Stored items
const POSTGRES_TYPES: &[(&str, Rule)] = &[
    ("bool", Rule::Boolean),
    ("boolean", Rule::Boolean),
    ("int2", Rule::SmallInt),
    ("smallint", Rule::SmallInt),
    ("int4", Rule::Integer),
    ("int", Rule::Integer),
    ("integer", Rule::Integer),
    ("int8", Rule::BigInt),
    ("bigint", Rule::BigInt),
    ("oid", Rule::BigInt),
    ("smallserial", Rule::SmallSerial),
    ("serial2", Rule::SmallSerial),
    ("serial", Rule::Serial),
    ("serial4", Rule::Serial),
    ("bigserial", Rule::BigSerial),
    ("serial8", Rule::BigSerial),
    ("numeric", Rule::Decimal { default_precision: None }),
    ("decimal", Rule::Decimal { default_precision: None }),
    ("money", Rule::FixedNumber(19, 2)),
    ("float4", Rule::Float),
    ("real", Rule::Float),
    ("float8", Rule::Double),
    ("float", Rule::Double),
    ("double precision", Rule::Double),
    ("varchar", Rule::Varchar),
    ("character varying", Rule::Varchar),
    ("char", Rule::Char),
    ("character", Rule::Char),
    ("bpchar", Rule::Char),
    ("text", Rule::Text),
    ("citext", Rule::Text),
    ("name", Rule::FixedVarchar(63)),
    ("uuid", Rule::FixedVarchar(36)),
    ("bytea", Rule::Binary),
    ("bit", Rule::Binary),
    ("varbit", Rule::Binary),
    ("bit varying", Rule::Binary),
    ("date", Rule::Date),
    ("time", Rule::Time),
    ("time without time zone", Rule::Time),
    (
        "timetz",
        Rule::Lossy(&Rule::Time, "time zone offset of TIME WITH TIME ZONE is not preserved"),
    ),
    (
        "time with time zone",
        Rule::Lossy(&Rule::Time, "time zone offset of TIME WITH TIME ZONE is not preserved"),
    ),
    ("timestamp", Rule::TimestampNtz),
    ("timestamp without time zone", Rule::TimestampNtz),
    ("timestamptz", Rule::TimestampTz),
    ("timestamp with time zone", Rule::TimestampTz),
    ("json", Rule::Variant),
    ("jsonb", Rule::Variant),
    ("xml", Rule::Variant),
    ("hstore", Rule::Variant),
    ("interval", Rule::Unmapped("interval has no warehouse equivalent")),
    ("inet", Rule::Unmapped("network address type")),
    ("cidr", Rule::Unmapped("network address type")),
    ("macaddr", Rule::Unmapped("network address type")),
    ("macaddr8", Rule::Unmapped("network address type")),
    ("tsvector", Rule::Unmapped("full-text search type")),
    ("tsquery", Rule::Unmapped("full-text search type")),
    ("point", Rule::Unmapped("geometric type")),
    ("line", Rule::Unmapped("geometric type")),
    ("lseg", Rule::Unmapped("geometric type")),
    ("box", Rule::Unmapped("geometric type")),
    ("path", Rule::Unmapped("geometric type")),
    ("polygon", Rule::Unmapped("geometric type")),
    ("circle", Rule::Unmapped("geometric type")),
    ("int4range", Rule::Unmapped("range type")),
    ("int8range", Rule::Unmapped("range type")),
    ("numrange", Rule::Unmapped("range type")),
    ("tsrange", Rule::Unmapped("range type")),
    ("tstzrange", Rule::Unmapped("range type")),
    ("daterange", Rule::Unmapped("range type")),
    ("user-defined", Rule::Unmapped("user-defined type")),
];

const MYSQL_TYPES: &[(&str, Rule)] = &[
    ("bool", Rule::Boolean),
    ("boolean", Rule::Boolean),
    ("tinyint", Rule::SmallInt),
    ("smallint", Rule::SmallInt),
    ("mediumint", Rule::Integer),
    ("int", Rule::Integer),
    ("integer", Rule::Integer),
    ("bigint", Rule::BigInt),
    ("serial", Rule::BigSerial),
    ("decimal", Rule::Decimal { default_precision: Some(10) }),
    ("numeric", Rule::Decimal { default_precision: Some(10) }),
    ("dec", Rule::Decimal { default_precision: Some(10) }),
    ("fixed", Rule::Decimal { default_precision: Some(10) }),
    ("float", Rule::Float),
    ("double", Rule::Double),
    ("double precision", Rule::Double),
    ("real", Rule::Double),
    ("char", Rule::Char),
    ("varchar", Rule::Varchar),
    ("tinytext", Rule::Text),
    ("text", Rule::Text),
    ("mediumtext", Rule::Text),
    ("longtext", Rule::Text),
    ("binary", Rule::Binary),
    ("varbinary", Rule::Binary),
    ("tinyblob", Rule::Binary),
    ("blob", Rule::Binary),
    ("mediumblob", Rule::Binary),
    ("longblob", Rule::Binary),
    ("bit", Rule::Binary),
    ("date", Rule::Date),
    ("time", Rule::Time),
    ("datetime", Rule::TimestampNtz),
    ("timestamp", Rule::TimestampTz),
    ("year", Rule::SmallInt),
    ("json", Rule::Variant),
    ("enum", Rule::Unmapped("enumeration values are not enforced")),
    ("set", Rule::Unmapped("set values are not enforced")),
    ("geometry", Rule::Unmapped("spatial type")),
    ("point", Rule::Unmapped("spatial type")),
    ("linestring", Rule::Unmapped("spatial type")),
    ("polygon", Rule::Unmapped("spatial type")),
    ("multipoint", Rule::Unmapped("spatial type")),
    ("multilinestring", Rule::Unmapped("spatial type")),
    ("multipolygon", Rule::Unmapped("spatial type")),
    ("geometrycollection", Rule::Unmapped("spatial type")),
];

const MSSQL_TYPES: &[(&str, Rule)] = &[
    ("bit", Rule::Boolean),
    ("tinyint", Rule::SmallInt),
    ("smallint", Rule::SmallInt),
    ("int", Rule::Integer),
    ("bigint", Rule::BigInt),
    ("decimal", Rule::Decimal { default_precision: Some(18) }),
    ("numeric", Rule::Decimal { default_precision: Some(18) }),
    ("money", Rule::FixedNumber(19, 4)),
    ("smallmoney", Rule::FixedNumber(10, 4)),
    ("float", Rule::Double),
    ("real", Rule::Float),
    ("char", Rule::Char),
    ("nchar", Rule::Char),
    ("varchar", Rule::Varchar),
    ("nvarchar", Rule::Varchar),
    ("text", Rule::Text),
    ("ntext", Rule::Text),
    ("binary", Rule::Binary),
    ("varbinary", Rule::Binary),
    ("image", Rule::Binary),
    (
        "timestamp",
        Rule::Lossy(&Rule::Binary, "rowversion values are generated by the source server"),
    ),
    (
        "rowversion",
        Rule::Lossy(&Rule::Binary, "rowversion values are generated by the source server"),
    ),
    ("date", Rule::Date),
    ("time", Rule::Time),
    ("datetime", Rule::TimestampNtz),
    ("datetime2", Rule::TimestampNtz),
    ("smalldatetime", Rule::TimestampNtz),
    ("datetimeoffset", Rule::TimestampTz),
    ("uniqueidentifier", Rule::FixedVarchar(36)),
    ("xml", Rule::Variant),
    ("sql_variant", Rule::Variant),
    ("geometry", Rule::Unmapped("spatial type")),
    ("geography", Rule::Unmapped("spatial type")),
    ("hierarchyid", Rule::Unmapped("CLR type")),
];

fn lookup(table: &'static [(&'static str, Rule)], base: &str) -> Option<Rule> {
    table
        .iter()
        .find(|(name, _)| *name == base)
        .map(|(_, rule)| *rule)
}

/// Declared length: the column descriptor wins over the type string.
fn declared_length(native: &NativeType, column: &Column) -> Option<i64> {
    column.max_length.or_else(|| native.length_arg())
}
==
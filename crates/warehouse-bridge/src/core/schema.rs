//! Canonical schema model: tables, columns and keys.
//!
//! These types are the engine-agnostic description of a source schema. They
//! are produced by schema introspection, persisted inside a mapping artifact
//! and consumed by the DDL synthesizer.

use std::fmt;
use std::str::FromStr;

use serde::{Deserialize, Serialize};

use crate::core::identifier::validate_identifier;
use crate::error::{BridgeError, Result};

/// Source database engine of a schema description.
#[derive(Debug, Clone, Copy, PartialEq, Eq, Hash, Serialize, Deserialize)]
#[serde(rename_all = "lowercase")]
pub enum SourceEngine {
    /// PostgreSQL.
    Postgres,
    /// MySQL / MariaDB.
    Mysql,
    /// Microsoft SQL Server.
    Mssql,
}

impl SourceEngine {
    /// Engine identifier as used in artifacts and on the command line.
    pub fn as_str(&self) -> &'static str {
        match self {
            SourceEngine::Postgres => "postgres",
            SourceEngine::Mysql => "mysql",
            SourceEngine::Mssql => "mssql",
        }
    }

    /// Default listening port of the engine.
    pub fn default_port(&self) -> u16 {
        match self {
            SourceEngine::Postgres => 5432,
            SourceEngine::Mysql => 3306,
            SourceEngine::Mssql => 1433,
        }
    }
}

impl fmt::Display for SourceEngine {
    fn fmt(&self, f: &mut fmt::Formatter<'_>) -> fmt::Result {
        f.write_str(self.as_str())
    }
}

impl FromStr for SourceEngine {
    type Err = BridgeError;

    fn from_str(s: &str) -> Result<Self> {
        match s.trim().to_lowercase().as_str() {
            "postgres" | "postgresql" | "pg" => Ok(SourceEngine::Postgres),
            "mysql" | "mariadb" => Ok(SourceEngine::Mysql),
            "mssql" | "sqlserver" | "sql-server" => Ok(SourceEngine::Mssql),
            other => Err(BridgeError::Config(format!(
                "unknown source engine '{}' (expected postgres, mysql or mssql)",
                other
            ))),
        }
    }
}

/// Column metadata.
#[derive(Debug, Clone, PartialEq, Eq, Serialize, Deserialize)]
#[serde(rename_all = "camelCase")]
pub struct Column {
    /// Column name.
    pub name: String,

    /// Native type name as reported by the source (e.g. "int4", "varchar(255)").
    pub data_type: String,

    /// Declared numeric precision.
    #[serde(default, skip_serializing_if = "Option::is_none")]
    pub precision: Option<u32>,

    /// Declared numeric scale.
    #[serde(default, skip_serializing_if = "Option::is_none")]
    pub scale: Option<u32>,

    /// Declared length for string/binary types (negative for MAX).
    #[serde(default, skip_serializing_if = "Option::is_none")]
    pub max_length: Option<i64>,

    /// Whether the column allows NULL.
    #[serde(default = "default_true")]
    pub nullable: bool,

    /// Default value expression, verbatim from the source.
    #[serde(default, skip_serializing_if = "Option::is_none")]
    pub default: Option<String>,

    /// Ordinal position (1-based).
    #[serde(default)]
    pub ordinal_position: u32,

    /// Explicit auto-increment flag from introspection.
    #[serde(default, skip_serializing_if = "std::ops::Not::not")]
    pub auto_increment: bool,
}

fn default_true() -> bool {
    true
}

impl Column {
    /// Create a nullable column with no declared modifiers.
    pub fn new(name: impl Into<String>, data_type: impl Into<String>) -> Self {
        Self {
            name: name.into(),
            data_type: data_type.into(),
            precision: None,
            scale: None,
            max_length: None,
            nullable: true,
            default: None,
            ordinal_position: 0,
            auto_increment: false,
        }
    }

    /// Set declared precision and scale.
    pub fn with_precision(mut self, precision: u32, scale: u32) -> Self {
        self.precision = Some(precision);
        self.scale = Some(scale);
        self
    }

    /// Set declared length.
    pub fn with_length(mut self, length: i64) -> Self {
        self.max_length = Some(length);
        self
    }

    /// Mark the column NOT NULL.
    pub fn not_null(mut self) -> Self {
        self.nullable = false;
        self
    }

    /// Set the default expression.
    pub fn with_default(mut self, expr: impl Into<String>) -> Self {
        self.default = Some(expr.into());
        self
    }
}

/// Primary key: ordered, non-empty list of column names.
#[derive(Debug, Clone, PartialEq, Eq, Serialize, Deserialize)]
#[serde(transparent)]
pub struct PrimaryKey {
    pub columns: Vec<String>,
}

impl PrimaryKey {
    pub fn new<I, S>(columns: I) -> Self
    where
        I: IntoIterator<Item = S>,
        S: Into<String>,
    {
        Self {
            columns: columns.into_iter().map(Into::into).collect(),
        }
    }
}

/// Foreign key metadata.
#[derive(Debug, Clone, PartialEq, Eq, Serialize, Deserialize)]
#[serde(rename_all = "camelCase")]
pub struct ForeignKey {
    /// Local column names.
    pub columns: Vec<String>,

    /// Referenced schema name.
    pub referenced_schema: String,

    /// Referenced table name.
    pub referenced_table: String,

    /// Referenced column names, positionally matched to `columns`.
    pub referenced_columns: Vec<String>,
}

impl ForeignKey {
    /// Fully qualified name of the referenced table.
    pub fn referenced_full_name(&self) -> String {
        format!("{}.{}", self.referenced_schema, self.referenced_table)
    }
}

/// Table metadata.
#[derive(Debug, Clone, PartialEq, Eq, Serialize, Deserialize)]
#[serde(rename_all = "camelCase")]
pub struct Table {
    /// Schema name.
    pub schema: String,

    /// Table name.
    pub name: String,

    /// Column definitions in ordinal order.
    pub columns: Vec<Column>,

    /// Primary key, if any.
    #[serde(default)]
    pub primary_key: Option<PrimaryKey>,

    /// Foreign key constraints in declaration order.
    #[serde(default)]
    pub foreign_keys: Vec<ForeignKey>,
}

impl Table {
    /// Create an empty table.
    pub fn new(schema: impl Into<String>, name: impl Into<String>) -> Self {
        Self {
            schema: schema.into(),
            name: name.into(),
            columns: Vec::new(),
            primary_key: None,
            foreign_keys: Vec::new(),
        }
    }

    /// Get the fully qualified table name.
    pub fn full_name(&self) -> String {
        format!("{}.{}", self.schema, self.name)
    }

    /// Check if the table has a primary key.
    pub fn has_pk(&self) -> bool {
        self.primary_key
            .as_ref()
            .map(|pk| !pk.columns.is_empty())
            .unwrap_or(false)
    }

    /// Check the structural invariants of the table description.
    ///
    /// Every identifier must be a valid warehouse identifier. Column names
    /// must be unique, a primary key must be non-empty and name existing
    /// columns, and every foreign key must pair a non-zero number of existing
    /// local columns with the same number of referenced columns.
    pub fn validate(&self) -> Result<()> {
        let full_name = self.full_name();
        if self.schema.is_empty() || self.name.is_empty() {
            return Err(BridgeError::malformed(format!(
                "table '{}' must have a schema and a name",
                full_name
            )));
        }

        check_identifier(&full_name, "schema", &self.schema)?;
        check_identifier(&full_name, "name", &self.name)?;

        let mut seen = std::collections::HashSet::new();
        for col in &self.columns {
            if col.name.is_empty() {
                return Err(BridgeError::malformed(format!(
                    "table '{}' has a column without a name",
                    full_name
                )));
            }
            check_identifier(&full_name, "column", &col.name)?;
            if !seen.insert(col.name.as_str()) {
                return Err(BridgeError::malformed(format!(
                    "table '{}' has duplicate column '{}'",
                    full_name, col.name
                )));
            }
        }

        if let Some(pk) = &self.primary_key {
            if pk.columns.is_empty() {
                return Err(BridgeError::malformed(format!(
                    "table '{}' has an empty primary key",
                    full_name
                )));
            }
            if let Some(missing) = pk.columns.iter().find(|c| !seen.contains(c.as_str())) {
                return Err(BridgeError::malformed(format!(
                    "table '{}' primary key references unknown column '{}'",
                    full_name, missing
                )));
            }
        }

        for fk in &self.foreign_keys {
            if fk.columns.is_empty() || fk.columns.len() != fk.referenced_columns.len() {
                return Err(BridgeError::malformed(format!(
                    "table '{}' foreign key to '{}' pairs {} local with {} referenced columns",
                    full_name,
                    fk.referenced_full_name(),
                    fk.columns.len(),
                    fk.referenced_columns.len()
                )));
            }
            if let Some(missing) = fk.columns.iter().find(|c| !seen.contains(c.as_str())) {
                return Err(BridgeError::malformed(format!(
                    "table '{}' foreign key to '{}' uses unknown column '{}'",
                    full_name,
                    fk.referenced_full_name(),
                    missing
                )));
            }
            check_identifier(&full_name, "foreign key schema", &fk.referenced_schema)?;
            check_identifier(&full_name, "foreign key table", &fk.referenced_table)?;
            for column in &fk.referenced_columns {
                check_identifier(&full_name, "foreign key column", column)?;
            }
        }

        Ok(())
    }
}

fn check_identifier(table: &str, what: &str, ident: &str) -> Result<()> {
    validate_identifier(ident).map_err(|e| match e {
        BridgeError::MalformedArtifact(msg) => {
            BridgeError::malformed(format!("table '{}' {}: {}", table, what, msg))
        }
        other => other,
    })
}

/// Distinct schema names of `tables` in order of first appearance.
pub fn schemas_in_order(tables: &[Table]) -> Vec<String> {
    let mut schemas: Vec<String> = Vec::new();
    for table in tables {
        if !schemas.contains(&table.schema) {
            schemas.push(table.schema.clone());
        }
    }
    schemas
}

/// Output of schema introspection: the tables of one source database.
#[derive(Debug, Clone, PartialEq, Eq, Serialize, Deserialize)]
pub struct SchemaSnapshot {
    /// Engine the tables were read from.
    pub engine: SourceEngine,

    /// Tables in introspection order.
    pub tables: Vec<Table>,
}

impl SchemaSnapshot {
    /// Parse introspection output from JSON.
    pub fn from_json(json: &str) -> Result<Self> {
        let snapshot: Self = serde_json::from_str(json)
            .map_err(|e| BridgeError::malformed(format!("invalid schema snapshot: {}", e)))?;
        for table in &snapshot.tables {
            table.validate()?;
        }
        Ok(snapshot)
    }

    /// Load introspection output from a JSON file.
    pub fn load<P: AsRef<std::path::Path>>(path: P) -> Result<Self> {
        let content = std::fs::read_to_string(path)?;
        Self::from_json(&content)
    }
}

Activity: The word "SmallSerial" appears in some of the lines above. Copy those lines.

Solution to this problem:
    ("smallserial", Rule::SmallSerial),
    ("serial2", Rule::SmallSerial),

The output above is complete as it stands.